I recently visited my brother's plastic products manufacturing plant. Nothing like a nice linear product process to revamp images of Dr. Deming, Toyota and Six Sigma. They all kind of blur together after awhile and your left with the core belief about quality, resources and process deviations; All data driven of course. I see why it is such an easy thing to look at these processes and imagine the application to the service industry. We have process inputs and outputs, defects, deviations, training, and resource requirements. One of the machines I saw produced plastic cold medicine bottles at an alarming rate. An electronic eye checked the quality to mico-millimeter standards and auto-rejected the product if it did not meet the requirement. Take that EPIC!
The focus at this plant was the machines. They generated the work product and the product is always the same for each individual machine, 24/7. The staff is there to support the mechanical beasts that are really doing all the work. So you have to ask yourself; Is that really our quality benchmark?

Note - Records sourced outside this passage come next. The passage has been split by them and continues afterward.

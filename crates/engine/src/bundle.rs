// SPDX-License-Identifier: BUSL-1.1
// Copyright (c) 2026 Alfred Jean LLC

//! Debug-bundle ZIP assembly (spec §4.6), shared by the API's
//! `GET /jobs/{id}/debug-bundle` handler and the CLI's `bundle` subcommand
//! so both produce byte-identical output for the same job.

use chrono::Utc;
use oj_core::{Job, JobLogEntry, PluginCapabilities};
use std::io::{self, Cursor, Write};
use std::path::Path;
use zip::write::FileOptions;
use zip::ZipWriter;

use crate::redaction::Redactor;

const SERVICE_LOG_TAIL_LINES: usize = 1000;

pub fn events_path(volume_root: &Path, job_id: &str) -> std::path::PathBuf {
    volume_root.join("logs/jobs").join(job_id).join("events.jsonl")
}

pub fn samples_dir(volume_root: &Path, job_id: &str) -> std::path::PathBuf {
    volume_root.join("logs/jobs").join(job_id).join("samples")
}

/// Reads every well-formed `JobLogEntry` line from a job's event log,
/// silently skipping malformed ones (spec §4.6).
pub fn read_events(volume_root: &Path, job_id: &str) -> Vec<JobLogEntry> {
    let path = events_path(volume_root, job_id);
    let Ok(contents) = std::fs::read_to_string(&path) else {
        return Vec::new();
    };
    contents
        .lines()
        .filter(|line| !line.trim().is_empty())
        .filter_map(|line| serde_json::from_str(line).ok())
        .collect()
}

/// Reads `{log_dir}/{service}/latest/{service}.log`'s last
/// `SERVICE_LOG_TAIL_LINES` lines, keeping only the ones mentioning
/// `correlation_id` (the unfiltered log spans every job a process has
/// handled).
fn filtered_service_log(log_dir: &Path, service: &str, correlation_id: &str) -> String {
    let path = log_dir.join(service).join("latest").join(format!("{service}.log"));
    let Ok(contents) = std::fs::read_to_string(&path) else {
        return String::new();
    };
    let lines: Vec<&str> = contents.lines().collect();
    let start = lines.len().saturating_sub(SERVICE_LOG_TAIL_LINES);
    lines[start..]
        .iter()
        .filter(|line| line.contains(correlation_id))
        .map(|line| format!("{line}\n"))
        .collect()
}

/// Assembles the bundle entirely in memory. A pure function of the job's
/// persisted state plus the process's declared plugin capabilities, so
/// two bundles for the same terminal job are byte-equal except for
/// `README.txt`'s `generated_at` line (spec §8's idempotence law).
pub fn build(
    volume_root: &Path,
    log_dir: &Path,
    mode: &str,
    job: &Job,
    capabilities: &[PluginCapabilities],
) -> io::Result<Vec<u8>> {
    let redactor = Redactor::new();
    let job_id = job.id.as_str();

    let mut buf = Cursor::new(Vec::new());
    let mut zip = ZipWriter::new(&mut buf);
    let options = FileOptions::default().compression_method(zip::CompressionMethod::Deflated);

    zip.start_file(format!("{job_id}/README.txt"), options)?;
    write!(
        zip,
        "Debug bundle for job {job_id}\ngenerated_at: {}\nstatus: {}\n\n\
         This archive contains the job's configuration, event log, service-log \
         excerpts, and any samples written during the run. All fields have been \
         passed through redaction before being written to this archive.\n",
        Utc::now().to_rfc3339(),
        job.status,
    )?;

    zip.start_file(format!("{job_id}/metadata.json"), options)?;
    let metadata = redactor.redact_value(&serde_json::to_value(job).unwrap_or_default());
    zip.write_all(serde_json::to_string_pretty(&metadata).unwrap_or_default().as_bytes())?;

    zip.start_file(format!("{job_id}/events.jsonl"), options)?;
    for entry in read_events(volume_root, job_id) {
        let redacted = redactor.redact_value(&serde_json::to_value(&entry).unwrap_or_default());
        zip.write_all(serde_json::to_string(&redacted).unwrap_or_default().as_bytes())?;
        zip.write_all(b"\n")?;
    }

    zip.start_file(format!("{job_id}/environment.json"), options)?;
    let environment = serde_json::json!({
        "mode": mode,
        "backends": capabilities,
    });
    zip.write_all(serde_json::to_string_pretty(&environment).unwrap_or_default().as_bytes())?;

    let correlation_id = job.correlation_id.to_string();
    for service in ["api", "worker"] {
        zip.start_file(format!("{job_id}/service_logs/{service}.log"), options)?;
        let filtered = filtered_service_log(log_dir, service, &correlation_id);
        zip.write_all(redactor.redact_str(&filtered).as_bytes())?;
    }

    let samples = samples_dir(volume_root, job_id);
    if let Ok(read_dir) = std::fs::read_dir(&samples) {
        for entry in read_dir.filter_map(|e| e.ok()) {
            if !entry.metadata().map(|m| m.is_file()).unwrap_or(false) {
                continue;
            }
            let Some(name) = entry.file_name().into_string().ok() else {
                continue;
            };
            zip.start_file(format!("{job_id}/samples/{name}"), options)?;
            zip.write_all(&std::fs::read(entry.path())?)?;
        }
    }

    zip.finish()?;
    Ok(buf.into_inner())
}

#[cfg(test)]
#[path = "bundle_tests.rs"]
mod tests;
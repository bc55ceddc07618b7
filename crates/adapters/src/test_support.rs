// SPDX-License-Identifier: BUSL-1.1
// Copyright (c) 2026 Alfred Jean LLC

//! A `ProgressSink` double that just records entries, for this crate's own
//! tests and for other crates exercising these plugins under `test-support`.

use async_trait::async_trait;
use oj_core::{JobLogEntry, ProgressSink};
use parking_lot::Mutex;
use std::sync::Arc;

#[derive(Clone, Default)]
pub struct CollectingSink {
    entries: Arc<Mutex<Vec<JobLogEntry>>>,
}

impl CollectingSink {
    pub fn new() -> Self {
        Self::default()
    }

    pub fn entries(&self) -> Vec<JobLogEntry> {
        self.entries.lock().clone()
    }
}

#[async_trait]
impl ProgressSink for CollectingSink {
    async fn log(&self, entry: JobLogEntry) {
        self.entries.lock().push(entry);
    }
}
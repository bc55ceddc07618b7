use super::*;
use serial_test::serial;

#[test]
#[serial]
fn file_overlay_defaults_to_empty_when_absent() {
    std::env::remove_var("OJ_CONFIG_PATH");
    let dir = tempfile::tempdir().unwrap();
    std::env::set_var("OJ_CONFIG_PATH", dir.path().join("missing.toml"));
    let overlay = FileOverlay::load().unwrap();
    assert!(overlay.retryable_error_types.is_empty());
    std::env::remove_var("OJ_CONFIG_PATH");
}

#[test]
#[serial]
fn file_overlay_parses_retryable_set() {
    let dir = tempfile::tempdir().unwrap();
    let path = dir.path().join("config.toml");
    std::fs::write(&path, "retryable_error_types = [\"TransientError\"]\njob_timeout_secs = 3600\n").unwrap();
    std::env::set_var("OJ_CONFIG_PATH", &path);

    let overlay = FileOverlay::load().unwrap();
    assert!(overlay.retryable_error_types.contains("TransientError"));
    assert_eq!(overlay.job_timeout_secs, Some(3600));
    std::env::remove_var("OJ_CONFIG_PATH");
}

#[test]
#[serial]
fn config_is_retryable_checks_overlay_set() {
    std::env::remove_var("OJ_CONFIG_PATH");
    let config = Config {
        volume_root: "/tmp".into(),
        log_dir: "/tmp/logs".into(),
        log_level: "info".into(),
        mode: "production".into(),
        visibility_timeout: std::time::Duration::from_secs(60),
        cancel_deadline: std::time::Duration::from_secs(10),
        retry_delay: std::time::Duration::from_secs(30),
        retryable_error_types: ["TransientError".to_string()].into_iter().collect(),
        job_timeout: None,
    };
    assert!(config.is_retryable("TransientError"));
    assert!(!config.is_retryable("FatalError"));
}
// SPDX-License-Identifier: BUSL-1.1
// Copyright (c) 2026 Alfred Jean LLC

use thiserror::Error;

#[derive(Debug, Error)]
pub enum StorageError {
    #[error("wal io error: {0}")]
    Io(#[from] std::io::Error),

    #[error("wal serialization error: {0}")]
    Serde(#[from] serde_json::Error),

    #[error("job not found: {0}")]
    JobNotFound(String),

    #[error("job {job_id} is already terminal, cannot {action}")]
    AlreadyTerminal { job_id: String, action: &'static str },

    #[error("queue item not found: {0}")]
    QueueItemNotFound(String),
}

pub type StorageResult<T> = Result<T, StorageError>;
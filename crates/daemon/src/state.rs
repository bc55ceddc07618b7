// SPDX-License-Identifier: BUSL-1.1
// Copyright (c) 2026 Alfred Jean LLC

//! Shared HTTP handler state (spec §6), grounded on the donor pack's axum
//! `HttpState` convention: one `Clone` struct wrapping everything a
//! handler needs behind `Arc`, installed once via `.with_state`.

use oj_core::{JobKind, Plugin};
use oj_engine::{Config, EventBus, Executor};
use oj_storage::JobStore;
use std::collections::HashMap;
use std::sync::Arc;
use std::time::Instant;

#[derive(Clone)]
pub struct AppState {
    pub store: Arc<JobStore>,
    pub bus: Arc<EventBus>,
    pub executor: Arc<Executor>,
    pub plugins: Arc<HashMap<JobKind, Arc<dyn Plugin>>>,
    pub config: Arc<Config>,
    pub started_at: Instant,
    /// Broadcasts `true` once the daemon begins graceful shutdown, so a
    /// long-lived SSE stream can emit a final `error=server.shutdown`
    /// event before its connection is torn down (spec §4.6).
    pub shutdown: tokio::sync::watch::Receiver<bool>,
}
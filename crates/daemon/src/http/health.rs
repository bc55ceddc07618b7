// SPDX-License-Identifier: BUSL-1.1
// Copyright (c) 2026 Alfred Jean LLC

//! `GET /health`, `/ready`, `/info` (spec §6).

use axum::extract::State;
use axum::http::StatusCode;
use axum::response::IntoResponse;
use axum::Json;
use serde_json::json;
use std::sync::Arc;

use crate::state::AppState;

pub async fn health(State(state): State<Arc<AppState>>) -> impl IntoResponse {
    Json(json!({
        "status": "healthy",
        "uptime_seconds": state.started_at.elapsed().as_secs(),
    }))
}

/// The daemon is ready once every configured backend has a wired plugin;
/// an unwired backend (see `PluginCapabilities::wired`) would accept jobs
/// it can never execute.
pub async fn ready(State(state): State<Arc<AppState>>) -> impl IntoResponse {
    let unwired: Vec<_> = state
        .plugins
        .values()
        .map(|p| p.capabilities())
        .filter(|c| !c.wired)
        .map(|c| c.backend)
        .collect();

    if unwired.is_empty() {
        (StatusCode::OK, Json(json!({"status": "ready"})))
    } else {
        (
            StatusCode::SERVICE_UNAVAILABLE,
            Json(json!({"status": "not_ready", "unwired_backends": unwired})),
        )
    }
}

pub async fn info(State(state): State<Arc<AppState>>) -> impl IntoResponse {
    let capabilities: Vec<_> = state.plugins.values().map(|p| p.capabilities()).collect();
    Json(json!({
        "mode": state.config.mode,
        "capabilities": capabilities,
    }))
}

#[cfg(test)]
#[path = "health_tests.rs"]
mod tests;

Healthcare is much more fluid than churning out patients with a paid stamp on their forehead. Yet we keep insisting that we can wrap manufacturing around it. Are we (healthcare) not the best benchmark for ourselves? Find out who is really streamlined and "sell" that method. Maybe we can give it a Japanese name to give it credibility. The "Yakisoba" method. It's a bunch of noodles, not always going the same way, sometimes has meat, or just vegetables...but it tastes really good.